There is no denying it, we all err when warming up before a workout. However little these blunders may seem, they greatly hinder your ability to perform at your best. Watch out for these common mistakes if you want to improve the potential of your workouts:
1) Not spending enough time warming up

Because it takes a certain amount of time for the tissues to get the blood flowing, ensuring that the warm-up lasts long enough plays a big part in maintaining smooth movement once you begin training. The warm-up, as a general rule, should consist of low- to moderate-intensity activities and last at least 10 minutes.
2) Repeating the same stretches

An ideal warm-up should incorporate a variety of dynamic exercises, and they must be tailored to the selected workout.

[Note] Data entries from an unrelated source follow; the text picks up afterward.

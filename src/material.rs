//! Material properties and the table of named structural materials.

use std::str::FromStr;

use serde::{Deserialize, Serialize};

use crate::errors::{MaterialError, MemberPropertyError};

/// Standard gravitational acceleration in m/s², used to turn member mass into weight.
pub const STANDARD_GRAVITY: f64 = 9.806_65;

/// Isotropic material properties of a truss member.
#[derive(Clone, Copy, Debug, PartialEq, Serialize, Deserialize)]
pub struct Material {
    /// Density in kg/m³.
    pub density: f64,
    /// Elastic modulus in pascals.
    pub elastic_modulus: f64,
    /// Yield strength in pascals.
    pub yield_strength: f64,
}

impl Material {
    /// ASTM A36 structural steel.
    pub const A36: Material = Material::new(7800.0, 200.0e9, 250.0e6);
    /// ASTM A992 structural steel.
    pub const A992: Material = Material::new(7800.0, 200.0e9, 345.0e6);
    /// 6061-T6 aluminium alloy.
    pub const ALUMINUM_6061_T6: Material = Material::new(2700.0, 68.9e9, 276.0e6);

    /// Create a custom material.
    #[must_use]
    pub const fn new(density: f64, elastic_modulus: f64, yield_strength: f64) -> Self {
        Self {
            density,
            elastic_modulus,
            yield_strength,
        }
    }

    /// Resolve a material from the built-in table.
    ///
    /// # Errors
    ///
    /// Returns [`MaterialError::InvalidMaterial`] when `name` is not in the table.
    ///
    /// # Examples
    /// ```
    /// use trussform::Material;
    ///
    /// let steel = Material::lookup("A992").expect("known material");
    /// assert_eq!(steel.yield_strength, 345.0e6);
    /// assert!(Material::lookup("unobtainium").is_err());
    /// ```
    pub fn lookup(name: &str) -> Result<Self, MaterialError> {
        MATERIALS
            .iter()
            .find(|(key, _)| *key == name)
            .map(|(_, material)| *material)
            .ok_or_else(|| MaterialError::InvalidMaterial(name.to_owned()))
    }

    /// Names of every material in the built-in table.
    pub fn names() -> impl Iterator<Item = &'static str> {
        MATERIALS.iter().map(|(name, _)| *name)
    }

    /// Check that the properties describe a physically meaningful material.
    ///
    /// # Errors
    ///
    /// Returns a [`MemberPropertyError`] naming the first offending property.
    pub fn validate(&self) -> Result<(), MemberPropertyError> {
        if !(self.elastic_modulus > 0.0 && self.elastic_modulus.is_finite()) {
            return Err(MemberPropertyError::NonPositiveElasticModulus(
                self.elastic_modulus,
            ));
        }
        if !(self.yield_strength > 0.0 && self.yield_strength.is_finite()) {
            return Err(MemberPropertyError::NonPositiveYieldStrength(
                self.yield_strength,
            ));
        }
        if !(self.density >= 0.0 && self.density.is_finite()) {
            return Err(MemberPropertyError::NegativeDensity(self.density));
        }
        Ok(())
    }
}

impl Default for Material {
    fn default() -> Self {
        Material::A36
    }
}

impl FromStr for Material {
    type Err = MaterialError;

    fn from_str(name: &str) -> Result<Self, Self::Err> {
        Material::lookup(name)
    }
}

/// Built-in materials keyed by their conventional designation.
const MATERIALS: [(&str, Material); 3] = [
    ("A36", Material::A36),
    ("A992", Material::A992),
    ("6061_T6", Material::ALUMINUM_6061_T6),
];

#[cfg(test)]
mod tests {
    use super::*;

    #[test]
    fn table_entries_resolve_by_name() {
        for name in Material::names() {
            let material: Material = name.parse().expect("table entry parses");
            material.validate().expect("table entry is valid");
        }
        assert_eq!(
            Material::lookup("6061_T6"),
            Ok(Material::ALUMINUM_6061_T6)
        );
    }

    #[test]
    fn unknown_names_are_rejected() {
        assert_eq!(
            Material::lookup("a36"),
            Err(MaterialError::InvalidMaterial("a36".to_owned()))
        );
    }

    #[test]
    fn invalid_properties_are_reported() {
        let soft = Material::new(7800.0, 0.0, 250.0e6);
        assert_eq!(
            soft.validate(),
            Err(MemberPropertyError::NonPositiveElasticModulus(0.0))
        );
        let weak = Material::new(7800.0, 200.0e9, -1.0);
        assert_eq!(
            weak.validate(),
            Err(MemberPropertyError::NonPositiveYieldStrength(-1.0))
        );
        let hollow = Material::new(-1.0, 200.0e9, 250.0e6);
        assert_eq!(
            hollow.validate(),
            Err(MemberPropertyError::NegativeDensity(-1.0))
        );
    }
}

It is best to begin by warming up the entire body before focusing on the muscle groups that will be used in the main workout.
3) Only targeting specific body parts

While certain body parts must be activated before beginning a workout, it is crucial to remember that the body acts as a whole. A thorough warm-up from head to toe helps increase muscular suppleness to reduce the risk of injuries while exercising. It also increases body temp to increase the flow of oxygen to your muscles and make it easier for you to complete challenging exercises.
4) Doing an intense warm-up

Warming up should ensure full blood circulation without tiring you out because the purpose is to improve muscle strength. You ought to be able to conserve your energy for the main workout.
5) And of course, skipping the warm-up

Even if it seems tempting to jump right into your workout on a hectic morning, skipping warm-up is an invitation to injury. By imitating the movements of the following workout, you can loosen your tissues and get them to perform optimally.